The sheer inescapable irony, that I, a cisgender, heterosexual man am recommending HBO’s new Ballroom reality show, Legendary, is not, dear reader, lost. Not unlike the show itself, I am sitting, uncomfortably, in a space where I want to cheerlead a subculture I do not own. Ballroom, an approach to dance, a method of expression and a style of fashion centered around black and brown queer culture, is something I can only ever be a tourist in. Like hosts Jameela Jameel or Megan Thee Stallion, I can dress the part and rep my favorite houses all the way to the rafters but I can’t speak about it from my chest the way the incredible Leiomy Maldonado does when she stands up in the latest episode to inform the contrary Law Roach that “Ballroom is the reason there is so much magic around the world . . . whether it’s anything, it’s because of Ballroom!”

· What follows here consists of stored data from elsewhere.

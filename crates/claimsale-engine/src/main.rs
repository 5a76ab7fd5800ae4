//! Console front end for claim block sales.
//!
//! Reads commands from stdin, one per line, and prints the player-facing
//! reply to stdout. Logs go to stderr.
//!
//! ```text
//! alex giveblocks 15
//! alex sellblocks          # quote
//! alex sell blocks 7       # sell
//! ```
//!
//! # Startup Sequence
//!
//! 1. Load configuration (`CLAIMSALE_CONFIG`, else `claimsale.yaml` if
//!    present, else defaults)
//! 2. Initialize structured logging (tracing)
//! 3. Apply `CLAIMSALE_*` environment overrides, warning about bad values
//! 4. Compile the message catalog
//! 5. Wire the in-memory economy and player store into the sale service
//! 6. Process stdin until it closes

mod command;
mod console;
mod players;

use std::path::{Path, PathBuf};

use anyhow::Context;
use claimsale_core::config::LoggingConfig;
use claimsale_core::economy::InMemoryEconomy;
use claimsale_core::store::InMemoryPlayerStore;
use claimsale_core::{ClaimBlockSales, MessageCatalog, SaleConfig};
use claimsale_types::WorldId;
use tokio::io::{AsyncBufReadExt, BufReader};
use tracing::{info, warn};
use tracing_subscriber::EnvFilter;

use crate::console::Console;

/// Default configuration file, read when present.
const DEFAULT_CONFIG_PATH: &str = "claimsale.yaml";

/// Application entry point.
///
/// # Errors
///
/// Returns an error if configuration, the message catalog, or stdin fails.
#[tokio::main]
async fn main() -> anyhow::Result<()> {
    let mut config = load_config()?;
    init_logging(&config.logging);
    for ignored in config.apply_env_overrides() {
        warn!(
            variable = ignored.variable,
            value = ignored.value,
            reason = ignored.reason,
            "ignoring invalid environment override"
        );
    }

    info!(
        economy_mode = config.economy.economy_mode,
        default_sell_price = %config.economy.default_sell_price,
        currency = config.economy.currency_name,
        deposit_timeout_ms = config.timeouts.deposit_timeout_ms,
        "claimsale-engine starting"
    );

    let catalog = MessageCatalog::new(&config.messages).context("building message catalog")?;
    let sales = ClaimBlockSales::new(
        InMemoryEconomy::new(config.currency()),
        InMemoryPlayerStore::new(config.account_defaults()),
        config.settings(),
    );
    let world_id = WorldId::new();
    info!(world_id = %world_id, "in-memory world ready");

    let mut console = Console::new(sales, catalog, world_id);
    let mut lines = BufReader::new(tokio::io::stdin()).lines();
    while let Some(line) = lines.next_line().await.context("reading stdin")? {
        if let Some(reply) = console.handle(&line).await {
            println!("{reply}");
        }
    }

    info!("stdin closed, shutting down");
    Ok(())
}

/// Locate and load the configuration file.
fn load_config() -> anyhow::Result<SaleConfig> {
    let path = std::env::var("CLAIMSALE_CONFIG").map_or_else(
        |_| {
            let default = Path::new(DEFAULT_CONFIG_PATH);
            default.exists().then(|| default.to_path_buf())
        },
        |p| Some(PathBuf::from(p)),
    );

    path.map_or_else(
        || Ok(SaleConfig::default()),
        |path| {
            SaleConfig::from_file(&path)
                .with_context(|| format!("loading config from {}", path.display()))
        },
    )
}

/// Install the global tracing subscriber. `RUST_LOG` wins over the
/// configured level.
fn init_logging(logging: &LoggingConfig) {
    let filter =
        EnvFilter::try_from_default_env().unwrap_or_else(|_| EnvFilter::new(&logging.level));

    if logging.json {
        tracing_subscriber::fmt()
            .json()
            .with_env_filter(filter)
            .with_writer(std::io::stderr)
            .with_target(true)
            .init();
    } else {
        tracing_subscriber::fmt()
            .with_env_filter(filter)
            .with_writer(std::io::stderr)
            .with_target(true)
            .init();
    }
}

But I think that’s OK. Because Legendary, despite some of its uneasy trappings, is a show that does a great job highlighting artists and creatives and queer folk with caring attention, rather than crass appropriation. There’s plenty of big budget corniness to go around of course: the poured concrete faux dance hall of the show’s main stage, the confusingly random lineup of celebrity guest judges, the sketchy and rushed behind-the-scenes storytelling, but there’s also so much heart, so much energy, so much love here; love that these artists show not for the camera or the assumed mainstream audience, but to each other and to others on the show who come from Ballroom and other queer spaces. Letting us, the outside audience into this space, allowing us to observe the outsized creativity and deeply rooted emotion that these houses readily bring every episode is what makes Legendary an effective, resonant showcase, that shines a light, even if through a slightly distorted lens.